How to run standalone Jakarta Batch Jobs

Jakarta Batch, formerly known as Java Batch, is a specification that provides a standardized approach for implementing batch processing in Java applications. It offers a robust and scalable framework for executing large-scale, long-running, and data-intensive tasks. In this tutorial, we will explore the process of running Jakarta Batch Jobs as standalone Java applications, discussing the essential steps, configuration, and use cases.

Overview of Jakarta Batch API

The Jakarta Batch API allows executing Batch activities based on a Job Specification Language (JSL) using two main Programming models:

  • A Chunk is a processing unit within a batch job that operates on a set of data records.
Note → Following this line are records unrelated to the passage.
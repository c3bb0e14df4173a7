//! # MQTT-SN Message Structures and Serialization
//!
//! This module defines the MQTT-SN 1.2 messages used by the client and the
//! traits for encoding them to and decoding them from datagrams.
//!
//! Every message starts with a length field (1 byte, or `0x01` followed by a
//! 2-byte length when the message is 256 bytes or longer) and a 1-byte message
//! type. All multi-byte integers are big-endian. Message types the client does
//! not understand decode to [`MqttsnPacket::Unsupported`] so the receive path
//! can skip them.

use core::str::FromStr;

use crate::error::{DecodeError, EncodeError, MqttsnError, ReturnCode};
use crate::util::{
    ensure_consumed, header_len, read_header, read_rest, read_str_to_end, read_u8, read_u16,
    write_bytes, write_header, write_u8, write_u16,
};

/// Numeric handle substituting for a topic name on the wire.
pub type TopicId = u16;

/// Message type identifiers.
pub mod msg_type {
    pub const ADVERTISE: u8 = 0x00;
    pub const SEARCHGW: u8 = 0x01;
    pub const GWINFO: u8 = 0x02;
    pub const CONNECT: u8 = 0x04;
    pub const CONNACK: u8 = 0x05;
    pub const WILLTOPICREQ: u8 = 0x06;
    pub const WILLTOPIC: u8 = 0x07;
    pub const WILLMSGREQ: u8 = 0x08;
    pub const WILLMSG: u8 = 0x09;
    pub const REGISTER: u8 = 0x0A;
    pub const REGACK: u8 = 0x0B;
    pub const PUBLISH: u8 = 0x0C;
    pub const PUBACK: u8 = 0x0D;
    pub const PUBCOMP: u8 = 0x0E;
    pub const PUBREC: u8 = 0x0F;
    pub const PUBREL: u8 = 0x10;
    pub const SUBSCRIBE: u8 = 0x12;
    pub const SUBACK: u8 = 0x13;
    pub const UNSUBSCRIBE: u8 = 0x14;
    pub const UNSUBACK: u8 = 0x15;
    pub const PINGREQ: u8 = 0x16;
    pub const PINGRESP: u8 = 0x17;
    pub const DISCONNECT: u8 = 0x18;
}
//! Logging shims.
//!
//! Logging is opt-in: the `defmt` feature routes to `defmt`, the `log` feature
//! routes to the `log` crate and `esp32-log` prints through `esp-println`. With
//! no backend selected the macros only borrow their arguments.
#![allow(unused_macros)]

macro_rules! log_with {
    ($level:ident, $s:literal $(, $x:expr)* $(,)?) => {
        {
            #[cfg(feature = "defmt")]
            ::defmt::$level!($s $(, $x)*);
            #[cfg(all(feature = "log", not(feature = "defmt")))]
            ::log::$level!($s $(, $x)*);
            #[cfg(all(feature = "esp32-log", not(feature = "defmt"), not(feature = "log")))]
            ::esp_println::println!($s $(, $x)*);
            #[cfg(not(any(feature = "defmt", feature = "log", feature = "esp32-log")))]
            let _ = ($( & $x ),*);
        }
    };
}

macro_rules! trace {
    ($s:literal $(, $x:expr)* $(,)?) => {
        log_with!(trace, $s $(, $x)*)
    };
}

macro_rules! debug {
    ($s:literal $(, $x:expr)* $(,)?) => {
        log_with!(debug, $s $(, $x)*)
    };
}

macro_rules! info {
    ($s:literal $(, $x:expr)* $(,)?) => {
        log_with!(info, $s $(, $x)*)
    };
}

macro_rules! warn {
    ($s:literal $(, $x:expr)* $(,)?) => {
        log_with!(warn, $s $(, $x)*)
    };
}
It is designed for handling large volumes of data and is suitable for scenarios where data processing can be divided into discrete chunks.  You can read more about it here: Batch Applications tutorial on WildFly
  • A Batchlet, on the other hand, is a simpler processing unit within a batch job that performs a single, non-divisible task. It is typically used for non-data-oriented processing or when the processing logic doesn’t fit into a chunk-based model. You can read more about Batchlets here: How to run Jakarta Batchlets with WildFly

While Jakarta Batch APIs are traditionally a server-side component of an architecture, you can still use Jakarta Batch API in a standalone Java application. Indeed, standalone Jakarta Batch tasks are ideal for executing long-running operations in the background, ensuring that the main application remains responsive and unaffected by the task’s execution time. Also, a Jakarta Batch API is resilient as you can persist the state via JDBC. Therefore, it provides several advantages over a basic cron-like Job execution.

Defining the Batch Job

The first step is defining the job via the Job Specification Language (JSL). Let’s create this file named simplebatchlet.xml in the folder src\main\resources\META-INF\batch-jobs of a Maven project:

<job id="helloworldjob" xmlns="http://xmlns.jcp.org/xml/ns/javaee"
    version="1.0">
    <step id="step1">
        <properties>
            <property name="say" value="Hello World!" />
        </properties>
        <batchlet ref="com.sample.jberet.HelloWorldBatchlet" />
    </step>
</job>

In this simple JSL file we are executing a Batchlet as part of “step1” which takes as input a property. We will use the “say” Property to call our HelloWorldBatchlet.

Defining the Batchlet

Then, we will code a simple Batchlet, which is a concrete implementation of the jakarta.batch.api.AbstractBatchlet Class:

package com.sample.jberet;

import jakarta.batch.api.AbstractBatchlet;
import jakarta.batch.runtime.context.StepContext;
import jakarta.inject.Inject;

public class HelloWorldBatchlet extends AbstractBatchlet {
    @Inject
    StepContext stepContext;

    @Override
    public String process() {
        String say = stepContext.getProperties().getProperty("say");
        System.out.println(say);
        return "COMPLETED";
    }
}

Within it, we are using the @Inject annotation to inject the StepContext object into the HelloWorldBatchlet instance. StepContext provides contextual information about the current step, such as step properties and runtime information.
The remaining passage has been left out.